Transkriptionsfaktoren schalten Gene an und ab

Ob ein Gen abgelesen und in das entsprechende Proteinprodukt übersetzt wird oder nicht, ist unter anderem abhängig von so genannten Transkriptionsfaktoren. Diese binden an regulatorische Regionen eines Gens und können es auf diese Weise stilllegen oder in der gewünschten Stärke ablesen lassen.

Doch reguliert ein Transkriptionsfaktor in der Regel nicht nur einzelne Gene, sondern ganze Gennetzwerke. „In den letzten Jahren wurde eine Vielzahl an Risikogenen entdeckt, die die Entstehung verschiedener Erkrankungen begünstigen. Allerdings ist bislang in den seltensten Fällen der molekulare Mechanismus bekannt, über den diese erblichen Risikofaktoren die Krankheitsentstehung begünstigen“, erklärt Professor Dr. Norbert Hübner, der Leiter der neuen Studie, die in Zusammenarbeit mit Dr. Stuart A. Cook vom Imperial College London durchgeführt wurde.

IRF7 steuert Gennetzwerk

Hübner ist Mitglied des Nationalen Genomforschungsnetzes (NGFN) und forscht am Max-Delbrück-Centrum für Molekulare Medizin (MDC) in Berlin. „Wir haben nun einen Transkriptionsfaktor identifiziert, der ein Gennetzwerk steuert, in das mehrere bekannte Diabetes mellitus Typ 1-Risikogene eingebunden sind.“, führt er weiter aus.
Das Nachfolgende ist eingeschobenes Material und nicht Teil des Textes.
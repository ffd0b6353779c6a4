/// Resolution pipeline
///
/// Orchestrates one candidate source into a uniform response: validate the
/// request, fetch candidates, guarantee enriched media on every record,
/// apply the user's post-filters, and report honestly when those filters
/// eliminated everything. Stateless per call; provider fallback chains are
/// the sources' own concern.
use std::sync::Arc;

use crate::{
    error::{AppError, AppResult},
    models::{Category, Mode, Recommendation},
    services::{
        enrichment,
        providers::{CandidateSource, Origin},
    },
};

/// Validated-enough request for one resolution run. Category stays optional
/// so the pipeline owns the required-field check and its canonical error.
#[derive(Debug, Clone, Default)]
pub struct ResolveRequest {
    pub input: String,
    pub category: Option<Category>,
    pub mode: Mode,
    pub min_rating: Option<f64>,
    pub language_filter: Option<String>,
}

/// Outcome of one pipeline run
#[derive(Debug, Clone)]
pub struct Resolution {
    pub recommendations: Vec<Recommendation>,
    pub origin: Origin,
    pub filters_applied_but_no_match: bool,
}

pub struct RecommendationPipeline {
    source: Arc<dyn CandidateSource>,
}

impl RecommendationPipeline {
    pub fn new(source: Arc<dyn CandidateSource>) -> Self {
        Self { source }
    }

    /// Resolves a request into a response envelope.
    ///
    /// Filters run after enrichment, in a fixed order: rating first, then
    /// language. When filters were requested and wiped out a non-empty
    /// candidate list, the empty list is returned with the no-match flag
    /// set rather than silently ignoring the filter.
    pub async fn resolve(&self, request: &ResolveRequest) -> AppResult<Resolution> {
        let input = request.input.trim();
        let Some(category) = request.category else {
            return Err(AppError::InvalidInput(
                "Input and category are required".to_string(),
            ));
        };
        if input.is_empty() {
            return Err(AppError::InvalidInput(
                "Input and category are required".to_string(),
            ));
        }

        let set = self.source.candidates(input, category, request.mode).await?;
        let origin = set.origin;
        let mut candidates = set.recommendations;

        tracing::debug!(
            source = self.source.name(),
            candidates = candidates.len(),
            category = category.as_str(),
            "Candidates fetched"
        );

        for candidate in &mut candidates {
            enrichment::apply(candidate, category);
        }

        let had_candidates = !candidates.is_empty();
        let filters_requested =
            request.min_rating.is_some() || request.language_filter.is_some();

        if let Some(min_rating) = request.min_rating {
            candidates.retain(|rec| rec.rating >= min_rating);
        }
        if let Some(language) = &request.language_filter {
            // Case-sensitive match; records that never carry a language
            // (anything outside movies/music) pass through untouched.
            candidates.retain(|rec| {
                rec.details
                    .language
                    .as_deref()
                    .map_or(true, |l| l == language)
            });
        }

        let filters_applied_but_no_match =
            filters_requested && had_candidates && candidates.is_empty();

        if filters_applied_but_no_match {
            tracing::info!(
                source = self.source.name(),
                "Filters eliminated every candidate"
            );
        }

        Ok(Resolution {
            recommendations: candidates,
            origin,
            filters_applied_but_no_match,
        })
    }
}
Aufspüren konnten die Forscher das Gennetzwerk, das der Transkriptionsfaktor IRF7 – interferon regulatory factor 7 – reguliert, über Untersuchungen an einem Rattenmodell. Das Netzwerk, das die Forscher iDIN (IRF7-driven inflammatory network) genannt haben, enthält 305 Gene. Darunter sind mehrere Gene, die insbesondere in Makrophagen, den Fresszellen des Immunsystems, eine Rolle spielen. Diese Immunzellen sind beispielsweise an der Bekämpfung von Viren, aber auch an der Entstehung von Diabetes mellitus Typ 1 maßgeblich beteiligt.

Diabetes Typ 1 tritt zumeist bereits im Kindes- oder Jugendalter auf, etwa nach einer Virusinfektion wie der Mumps. Die Zellen des Immunsystems, die die Viruserkrankung bekämpfen, richten sich fälschlicherweise gegen die körpereigenen, Insulin-produzierenden Zellen der Bauchspeicheldrüse und zerstören sie. Die Medizin spricht in solchen Fällen von Autoimmunerkrankungen.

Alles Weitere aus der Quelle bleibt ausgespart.